§ How to complete this task
Up to and including the line that contains "const ORDER_OFFSET: usize = 10;", return every line from the start of the data, unchanged.

Stored records
------------------------------------------------------------------------

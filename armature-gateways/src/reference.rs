//! Order references
//!
//! Two kinds of reference cross the wire:
//!
//! - the **gateway reference** sent with every payment request, built from the
//!   caller's order id plus the time of day so that retries of the same order
//!   look like new orders to the processor;
//! - the **details reference** handed back to the caller after a hosted
//!   redirect, a fixed-width token carrying the processor order id and effort
//!   id at fixed offsets.

use crate::error::{GatewayError, GatewayResult};
use chrono::{DateTime, Utc};
use std::fmt;

const MERCHANT_WIDTH: usize = 10;
const ORDER_OFFSET: usize = 10;
const ORDER_WIDTH: usize = 10;
const EFFORT_OFFSET: usize = 20;
const EFFORT_WIDTH: usize = 5;

/// Minimum token length accepted by [`DetailsReference::decode`]
pub const DETAILS_REFERENCE_LEN: usize = EFFORT_OFFSET + EFFORT_WIDTH;

/// Build the per-attempt reference for an order.
///
/// The suffix has one-second granularity: two attempts for the same order id
/// within the same second produce the same reference and the processor will
/// treat the second one as a duplicate.
pub fn generate_gateway_reference(order_id: &str, now: DateTime<Utc>) -> String {
    format!("{}{}", order_id, now.format("%H%M%S"))
}

/// Decode a details token into `(order_id, effort_id)`
pub fn decode_details_reference(token: &str) -> GatewayResult<(String, String)> {
    let reference = DetailsReference::decode(token)?;
    Ok((reference.order_id, reference.effort_id))
}

/// Processor order id and effort id of a hosted payment attempt
#[derive(Debug, Clone, PartialEq, Eq)]
pub struct DetailsReference {
    order_id: String,
    effort_id: String,
}

impl DetailsReference {
    /// Create a reference, checking each id fits its field
    pub fn new(order_id: impl Into<String>, effort_id: impl Into<String>) -> GatewayResult<Self> {
        let order_id = order_id.into();
        let effort_id = effort_id.into();

        check_segment("order id", &order_id, ORDER_WIDTH)?;
        check_segment("effort id", &effort_id, EFFORT_WIDTH)?;

        Ok(Self {
            order_id,
            effort_id,
        })
    }

    /// Decode a token.
    ///
    /// Order id is read from offset 10 (10 chars), effort id from offset 20
    /// (5 chars). Leading zeros are stripped; an all-zero field reads as `"0"`.
    /// Anything past offset 25 is ignored.
    pub fn decode(token: &str) -> GatewayResult<Self> {
        if token.len() < DETAILS_REFERENCE_LEN {
            return Err(GatewayError::MalformedReference(format!(
                "expected at least {} characters, got {}",
                DETAILS_REFERENCE_LEN,
                token.len()
            )));
        }

        let order_id = field(token, ORDER_OFFSET, ORDER_WIDTH)?;
        let effort_id = field(token, EFFORT_OFFSET, EFFORT_WIDTH)?;

        Ok(Self {
            order_id: strip_padding(order_id),
            effort_id: strip_padding(effort_id),
        })
    }

    /// Encode as a token, with the merchant id in the leading field
    pub fn to_token(&self, merchant_id: &str) -> GatewayResult<String> {
        check_segment("merchant id", merchant_id, MERCHANT_WIDTH)?;

        Ok(format!(
            "{:0>mw$}{:0>ow$}{:0>ew$}",
            merchant_id,
            self.order_id,
            self.effort_id,
            mw = MERCHANT_WIDTH,
            ow = ORDER_WIDTH,
            ew = EFFORT_WIDTH,
        ))
    }

    pub fn order_id(&self) -> &str {
        &self.order_id
    }

    pub fn effort_id(&self) -> &str {
        &self.effort_id
    }
}

impl fmt::Display for DetailsReference {
    fn fmt(&self, f: &mut fmt::Formatter<'_>) -> fmt::Result {
        write!(f, "order {} effort {}", self.order_id, self.effort_id)
    }
}

fn field(token: &str, offset: usize, width: usize) -> GatewayResult<&str> {
    token.get(offset..offset + width).ok_or_else(|| {
        GatewayError::MalformedReference(format!(
            "field at offset {} is not on a character boundary",
            offset
        ))
    })
}

fn strip_padding(segment: &str) -> String {
    let stripped = segment.trim_start_matches('0');
    if stripped.is_empty() {
        "0".to_string()
    } else {
        stripped.to_string()
    }
}

fn check_segment(name: &str, value: &str, width: usize) -> GatewayResult<()> {
    if value.is_empty() || !value.is_ascii() || value.len() > width {
        return Err(GatewayError::MalformedReference(format!(
            "{} must be 1 to {} ASCII characters",
            name, width
        )));
    }
    Ok(())
}
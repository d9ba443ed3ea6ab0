//! End-to-end tests through the reqwest transport against a mock processor.

use armature_gateways::*;
use async_trait::async_trait;
use http::HeaderMap;
use url::Url;
use wiremock::matchers::{body_string_contains, header, method, path};
use wiremock::{Mock, MockServer, ResponseTemplate};

const CARD_NUMBER: &str = "4444333322221111";

/// Sends every request to the mock server, keeping the gateway's path
struct MockServerTransport {
    inner: ReqwestTransport,
    base: Url,
}

impl MockServerTransport {
    fn new(server: &MockServer) -> Self {
        Self {
            inner: ReqwestTransport::new().unwrap(),
            base: Url::parse(&server.uri()).unwrap(),
        }
    }
}

#[async_trait]
impl Transport for MockServerTransport {
    async fn post(
        &self,
        endpoint: &str,
        body: String,
        headers: HeaderMap,
    ) -> GatewayResult<RawWireResponse> {
        let endpoint = Url::parse(endpoint).unwrap();
        let target = self.base.join(endpoint.path()).unwrap();
        self.inner.post(target.as_str(), body, headers).await
    }
}

fn global_collect(server: &MockServer) -> PaymentGateway<GlobalCollectGateway> {
    let config = GlobalCollectConfig::new("4567").ip_address("127.0.0.1");
    PaymentGateway::new(GlobalCollectGateway::new(config), MockServerTransport::new(server))
}

fn pay_dollar(server: &MockServer) -> PaymentGateway<Adapter> {
    let config = GatewayConfig::from_json(
        r#"{
            "provider": "pay_dollar",
            "merchant_id": "abc123",
            "success_url": "http://example.com/success",
            "fail_url": "http://example.com/fail",
            "error_url": "http://example.com/error"
        }"#,
    )
    .unwrap();
    PaymentGateway::from_config(config, MockServerTransport::new(server))
}

fn card() -> CreditCard {
    CreditCard::new(CARD_NUMBER, 9, 2030)
        .verification_value("987")
        .holder("Longbob", "Longsen")
}

fn intent() -> PaymentIntent {
    PaymentIntent::builder()
        .amount(1000)
        .order_id("1001")
        .currency("HKD")
        .language("en")
        .country("HK")
        .card(card())
        .build()
}

fn assert_no_card_data(debug: &str) {
    assert!(!debug.contains(CARD_NUMBER), "card number leaked: {}", debug);
    assert!(!debug.contains("987"), "cvv leaked: {}", debug);
}

// =============================================================================
// GlobalCollect
// =============================================================================

#[tokio::test]
async fn test_global_collect_purchase_success() {
    let server = MockServer::start().await;

    Mock::given(method("POST"))
        .and(path("/wdl/wdl"))
        .and(header("content-type", "text/xml; charset=utf-8"))
        .and(body_string_contains("<ACTION>INSERT_ORDERWITHPAYMENT</ACTION>"))
        .and(body_string_contains("<AMOUNT>1000</AMOUNT>"))
        .respond_with(ResponseTemplate::new(200).set_body_string(format!(
            "<XML><REQUEST><PARAMS><PAYMENT>\
             <CREDITCARDNUMBER>{}</CREDITCARDNUMBER><EXPIRYDATE>0930</EXPIRYDATE><CVV>987</CVV>\
             </PAYMENT></PARAMS><RESPONSE><RESULT>OK</RESULT>\
             <ROW><STATUSID>800</STATUSID><AUTHORISATIONCODE>654321</AUTHORISATIONCODE>\
             <ORDERID>1001</ORDERID><FRAUDRESULT>A</FRAUDRESULT><CVVRESULT>M</CVVRESULT></ROW>\
             </RESPONSE></REQUEST></XML>",
            CARD_NUMBER
        )))
        .expect(1)
        .mount(&server)
        .await;

    let result = global_collect(&server).purchase(&intent()).await.unwrap();

    assert_eq!(result.outcome(), Outcome::Success);
    assert_eq!(result.message(), "Success");
    assert_eq!(result.authorization(), Some("654321"));
    assert_eq!(result.order_id(), Some("1001"));
    assert_eq!(result.fraud_review(), Some("A"));
    assert_eq!(result.cvv_result(), Some("M"));
    assert_no_card_data(&format!("{:?}", result));
}

#[tokio::test]
async fn test_global_collect_purchase_declined() {
    let server = MockServer::start().await;

    Mock::given(method("POST"))
        .and(path("/wdl/wdl"))
        .respond_with(ResponseTemplate::new(200).set_body_string(
            "<XML><REQUEST><RESPONSE><RESULT>NOK</RESULT>\
             <ERROR><CODE>430285</CODE><MESSAGE>Not authorised</MESSAGE></ERROR>\
             <ROW><AUTHORISATIONCODE>111111</AUTHORISATIONCODE></ROW>\
             </RESPONSE></REQUEST></XML>",
        ))
        .mount(&server)
        .await;

    let result = global_collect(&server).purchase(&intent()).await.unwrap();

    assert_eq!(result.outcome(), Outcome::Failed);
    assert_eq!(result.message(), "430285: Not authorised");
    assert_eq!(result.authorization(), None);
}

#[tokio::test]
async fn test_global_collect_hosted_then_details() {
    let server = MockServer::start().await;

    Mock::given(method("POST"))
        .and(body_string_contains("<HOSTEDINDICATOR>1</HOSTEDINDICATOR>"))
        .respond_with(ResponseTemplate::new(200).set_body_string(
            "<XML><REQUEST><RESPONSE><RESULT>OK</RESULT>\
             <ROW><FORMACTION>https://ps.gcsip.nl/orb/orb?REF=85114</FORMACTION>\
             <ORDERID>85114</ORDERID></ROW></RESPONSE></REQUEST></XML>",
        ))
        .expect(1)
        .mount(&server)
        .await;

    Mock::given(method("POST"))
        .and(body_string_contains("<ACTION>GET_ORDERSTATUS</ACTION>"))
        .and(body_string_contains("<EFFORTID>1</EFFORTID>"))
        .respond_with(ResponseTemplate::new(200).set_body_string(
            "<XML><REQUEST><RESPONSE><RESULT>OK</RESULT>\
             <STATUS><STATUSID>800</STATUSID><ORDERID>85114</ORDERID></STATUS>\
             </RESPONSE></REQUEST></XML>",
        ))
        .expect(1)
        .mount(&server)
        .await;

    let gateway = global_collect(&server);
    let intent = PaymentIntent::builder()
        .amount(1000)
        .order_id("85114")
        .currency("HKD")
        .language("en")
        .country("HK")
        .return_url("http://example.com/return")
        .build();

    let setup = gateway.setup_purchase(&intent).await.unwrap();
    assert!(setup.is_pending());
    assert_eq!(setup.action_url(), Some("https://ps.gcsip.nl/orb/orb?REF=85114"));

    let token = gateway
        .adapter()
        .details_token(&DetailsReference::new("85114", "1").unwrap())
        .unwrap();
    let details = gateway.details_for(&token).await.unwrap();
    assert!(details.is_success());
    assert_eq!(details.order_id(), Some("85114"));
}

#[tokio::test]
async fn test_global_collect_server_error() {
    let server = MockServer::start().await;

    Mock::given(method("POST"))
        .respond_with(ResponseTemplate::new(500).set_body_string("Internal Server Error"))
        .mount(&server)
        .await;

    let err = global_collect(&server).purchase(&intent()).await.unwrap_err();

    assert!(matches!(err, GatewayError::UnexpectedStatus(500)));
    assert!(!err.is_retryable());
    assert_no_card_data(&format!("{:?}", err));
}

#[tokio::test]
async fn test_validation_errors_never_reach_the_network() {
    let server = MockServer::start().await;

    Mock::given(method("POST"))
        .respond_with(ResponseTemplate::new(200))
        .expect(0)
        .mount(&server)
        .await;

    let gateway = global_collect(&server);

    let jcb = PaymentIntent::builder()
        .amount(1000)
        .order_id("1001")
        .currency("HKD")
        .language("en")
        .country("HK")
        .card(CreditCard::new(CARD_NUMBER, 9, 2030).brand("jcb"))
        .build();
    let err = gateway.purchase(&jcb).await.unwrap_err();
    assert!(matches!(err, GatewayError::UnsupportedCardBrand(_)));
    assert!(err.is_validation());

    let no_country = PaymentIntent::builder()
        .amount(1000)
        .order_id("1001")
        .currency("HKD")
        .language("en")
        .card(card())
        .build();
    let err = gateway.purchase(&no_country).await.unwrap_err();
    assert!(matches!(err, GatewayError::MissingRequiredField("country")));

    let err = gateway.details_for("not-a-token").await.unwrap_err();
    assert!(matches!(err, GatewayError::MalformedReference(_)));

    assert!(server.received_requests().await.unwrap().is_empty());
}

// =============================================================================
// PayDollar
// =============================================================================

#[tokio::test]
async fn test_pay_dollar_purchase_success() {
    let server = MockServer::start().await;

    Mock::given(method("POST"))
        .and(path("/b2cDemo/eng/dPayment/payComp.jsp"))
        .and(header("content-type", "application/x-www-form-urlencoded"))
        .and(body_string_contains("amount=10.00"))
        .and(body_string_contains("currCode=344"))
        .and(body_string_contains("payType=N"))
        .respond_with(ResponseTemplate::new(200).set_body_string(
            r#"<html><body><form name="pageRedirect" method="post" action="pageRedirect.jsp">
<input type="hidden" name="oId" value="1020353">
<input type="hidden" name="urlRedirect" value="http://example.com/success?Ref=000000000006">
</form></body></html>"#,
        ))
        .expect(1)
        .mount(&server)
        .await;

    let result = pay_dollar(&server).purchase(&intent()).await.unwrap();

    assert_eq!(result.outcome(), Outcome::Success);
    assert_eq!(result.authorization(), Some("1020353"));
    assert!(result.is_test());
}

#[tokio::test]
async fn test_pay_dollar_redirect_is_not_followed() {
    let server = MockServer::start().await;

    Mock::given(method("POST"))
        .and(path("/b2cDemo/eng/dPayment/payComp.jsp"))
        .respond_with(ResponseTemplate::new(302).insert_header(
            "Location",
            "/error?Ref=000000000006&errorMsg=This card has expired",
        ))
        .expect(1)
        .mount(&server)
        .await;

    Mock::given(method("GET"))
        .and(path("/error"))
        .respond_with(ResponseTemplate::new(200))
        .expect(0)
        .mount(&server)
        .await;

    let result = pay_dollar(&server).purchase(&intent()).await.unwrap();

    assert_eq!(result.outcome(), Outcome::Failed);
    assert_eq!(result.message(), "This card has expired");
    assert_eq!(result.order_id(), Some("000000000006"));
    assert_eq!(result.authorization(), None);
}

#[tokio::test]
async fn test_pay_dollar_redirect_echoing_card_is_sanitized() {
    let server = MockServer::start().await;

    Mock::given(method("POST"))
        .respond_with(ResponseTemplate::new(302).insert_header(
            "Location",
            format!(
                "http://example.com/error?cardNo={}&errorMsg=Invalid%20card",
                CARD_NUMBER
            )
            .as_str(),
        ))
        .mount(&server)
        .await;

    let result = pay_dollar(&server).authorize(&intent()).await.unwrap();

    assert_eq!(result.outcome(), Outcome::Failed);
    assert_eq!(result.message(), "Invalid card");
    assert_no_card_data(&format!("{:?}", result));
}

#[tokio::test]
async fn test_pay_dollar_unexpected_status() {
    let server = MockServer::start().await;

    Mock::given(method("POST"))
        .respond_with(ResponseTemplate::new(404))
        .mount(&server)
        .await;

    let err = pay_dollar(&server).purchase(&intent()).await.unwrap_err();
    assert!(matches!(err, GatewayError::UnexpectedStatus(404)));
}

#[tokio::test]
async fn test_transport_failure() {
    // A pooled server would be recycled on drop and keep accepting connections
    let server = MockServer::builder().start().await;
    let gateway = global_collect(&server);
    drop(server);

    let err = gateway.purchase(&intent()).await.unwrap_err();
    assert!(matches!(err, GatewayError::Transport(_)));
    assert!(err.is_retryable());
    assert_no_card_data(&format!("{:?}", err));
}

------------------------------------------------------------------------

§ Expected answer
filename armature-gateways/src/reference.rs
//! Order references
//!
//! Two kinds of reference cross the wire:
//!
//! - the **gateway reference** sent with every payment request, built from the
//!   caller's order id plus the time of day so that retries of the same order
//!   look like new orders to the processor;
//! - the **details reference** handed back to the caller after a hosted
//!   redirect, a fixed-width token carrying the processor order id and effort
//!   id at fixed offsets.

use crate::error::{GatewayError, GatewayResult};
use chrono::{DateTime, Utc};
use std::fmt;

const MERCHANT_WIDTH: usize = 10;
const ORDER_OFFSET: usize = 10;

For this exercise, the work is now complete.